### Record set
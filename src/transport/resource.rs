use std::{fmt, str::FromStr};

use crate::proto::ProtoError;

/// Address of an instrument reachable without a VISA library.
///
/// Parsed from VISA style resource strings, matching is
/// case-insensitive for the interface keywords:
///
/// * `ASRL/dev/ttyUSB0::INSTR`, `ASRL3::INSTR` (becomes `COM3`), or a bare
///   device path such as `/dev/ttyACM0` or `COM4`
/// * `TCPIP0::192.168.1.20::5025::SOCKET`
#[derive(Debug, Clone, PartialEq, Eq)]
pub enum Resource {
    Serial { port: String },
    Socket { host: String, port: u16 },
}

impl FromStr for Resource {
    type Err = ProtoError;

    fn from_str(s: &str) -> Result<Self, Self::Err> {
        let s = s.trim();
        let fields: Vec<&str> = s.split("::").collect();
        let head = fields[0].to_ascii_uppercase();
        let class = fields
            .last()
            .map(|c| c.to_ascii_uppercase())
            .unwrap_or_default();

        if fields.len() == 1 && (s.starts_with('/') || head.starts_with("COM")) {
            return Ok(Resource::Serial {
                port: s.to_string(),
            });
        }

        if head.starts_with("ASRL") {
            if fields.len() > 2 || (fields.len() == 2 && class != "INSTR") {
                return Err(ProtoError::connection(s, "malformed serial resource"));
            }
            // Keep the original case, device paths are case sensitive.
            let board = &fields[0][4..];
            if board.is_empty() {
                return Err(ProtoError::connection(s, "missing serial port"));
            }
            let port = if board.chars().all(|c| c.is_ascii_digit()) {
                format!("COM{}", board)
            } else {
                board.to_string()
            };
            return Ok(Resource::Serial { port });
        }

        if head.starts_with("TCPIP") && head[5..].chars().all(|c| c.is_ascii_digit()) {
            return match fields.as_slice() {
                [_, host, port, _] if class == "SOCKET" => {
                    let port = port
                        .parse::<u16>()
                        .map_err(|err| ProtoError::connection(s, format!("bad port: {}", err)))?;
                    if host.is_empty() {
                        return Err(ProtoError::connection(s, "missing host"));
                    }
                    Ok(Resource::Socket {
                        host: host.to_string(),
                        port,
                    })
                }
                _ if class == "INSTR" => Err(ProtoError::connection(
                    s,
                    "VXI-11 and HiSLIP instruments require a VISA library",
                )),
                _ => Err(ProtoError::connection(s, "malformed TCPIP resource")),
            };
        }

        Err(ProtoError::connection(s, "unsupported interface"))
    }
}

impl fmt::Display for Resource {
    fn fmt(&self, f: &mut fmt::Formatter<'_>) -> fmt::Result {
        match self {
            Resource::Serial { port } => write!(f, "ASRL{}::INSTR", port),
            Resource::Socket { host, port } => write!(f, "TCPIP0::{}::{}::SOCKET", host, port),
        }
    }
}
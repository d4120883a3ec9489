use futures::{SinkExt, StreamExt};
use std::{io, pin::Pin, sync::Arc, time::Duration};
use tokio::{
    io::{AsyncRead, AsyncWrite},
    runtime::Runtime,
};
use tokio_util::codec::Decoder;
use tracing::{debug, trace, warn};

use crate::proto::{codec::ScpiCodec, ProtoError, Result};
use crate::session::Session;

trait AsyncReadWrite<S>: futures::Sink<S> + futures::Stream {}

impl<T, S> AsyncReadWrite<S> for T where T: futures::Sink<S> + futures::Stream {}

#[allow(clippy::type_complexity)]
type LineStream = Pin<
    Box<
        dyn AsyncReadWrite<
            String,
            Error = io::Error,
            Item = std::result::Result<String, io::Error>,
        >,
    >,
>;

/// Response timeout until the owner configures one.
pub const DEFAULT_COMMAND_TIMEOUT: Duration = Duration::from_millis(5000);

/// [`Session`] over any byte stream, framed with [`ScpiCodec`].
///
/// The I/O is driven by a current-thread runtime shared with the
/// manager that opened the session, every call blocks on it.
pub struct StreamSession {
    resource: String,
    runtime: Arc<Runtime>,
    stream: Option<LineStream>,
    timeout: Duration,
}

impl StreamSession {
    pub(crate) fn new<T>(resource: impl Into<String>, runtime: Arc<Runtime>, io: T) -> Self
    where
        T: AsyncRead + AsyncWrite + 'static,
    {
        let stream = ScpiCodec::default().framed(io);

        Self {
            resource: resource.into(),
            runtime,
            stream: Some(Box::pin(stream)),
            timeout: DEFAULT_COMMAND_TIMEOUT,
        }
    }

    pub fn resource(&self) -> &str {
        &self.resource
    }

    pub fn is_closed(&self) -> bool {
        self.stream.is_none()
    }

    fn exchange(&mut self, command: &str, reply: bool) -> Result<Option<String>> {
        let timeout = self.timeout;
        let stream = self.stream.as_mut().ok_or(ProtoError::Closed)?;
        trace!(resource = %self.resource, "> {}", command);

        let result = self.runtime.block_on(async move {
            tokio::time::timeout(timeout, exchange(stream, command.to_string(), reply)).await
        });

        match result {
            Ok(Ok(line)) => {
                if let Some(line) = &line {
                    trace!(resource = %self.resource, "< {}", line);
                }
                Ok(line)
            }
            Ok(Err(err)) => {
                self.abandon(&err);
                Err(err)
            }
            Err(_elapsed) => {
                let err = ProtoError::Timeout(timeout);
                self.abandon(&err);
                Err(err)
            }
        }
    }

    // A failed exchange may leave a late reply or half a command in the
    // framed buffers, the stream can no longer be trusted.
    fn abandon(&mut self, err: &ProtoError) {
        if self.stream.take().is_some() {
            warn!(resource = %self.resource, error = %err, "dropping session after failed exchange");
        }
    }
}

async fn exchange(stream: &mut LineStream, command: String, reply: bool) -> Result<Option<String>> {
    stream.send(command).await?;
    if !reply {
        return Ok(None);
    }
    match stream.next().await {
        Some(Ok(line)) => Ok(Some(line)),
        Some(Err(ioerr)) => Err(ioerr.into()),
        None => Err(ProtoError::Abort),
    }
}

impl Session for StreamSession {
    fn query(&mut self, command: &str) -> Result<String> {
        self.exchange(command, true)?.ok_or(ProtoError::Abort)
    }

    fn write(&mut self, command: &str) -> Result<()> {
        self.exchange(command, false).map(|_| ())
    }

    fn timeout(&self) -> Duration {
        self.timeout
    }

    fn set_timeout(&mut self, timeout: Duration) {
        self.timeout = timeout;
    }

    fn close(&mut self) -> Result<()> {
        let mut stream = self.stream.take().ok_or(ProtoError::Closed)?;
        debug!(resource = %self.resource, "closing session");
        self.runtime.block_on(async move { stream.close().await })?;
        Ok(())
    }
}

### What is required
The lines to extract from the data above begin with the line containing "pub enum Resource" and end with the line containing "if fields.len() == 1". Extract them exactly, including both.

### Result
pub enum Resource {
    Serial { port: String },
    Socket { host: String, port: u16 },
}

impl FromStr for Resource {
    type Err = ProtoError;

    fn from_str(s: &str) -> Result<Self, Self::Err> {
        let s = s.trim();
        let fields: Vec<&str> = s.split("::").collect();
        let head = fields[0].to_ascii_uppercase();
        let class = fields
            .last()
            .map(|c| c.to_ascii_uppercase())
            .unwrap_or_default();

        if fields.len() == 1 && (s.starts_with('/') || head.starts_with("COM")) {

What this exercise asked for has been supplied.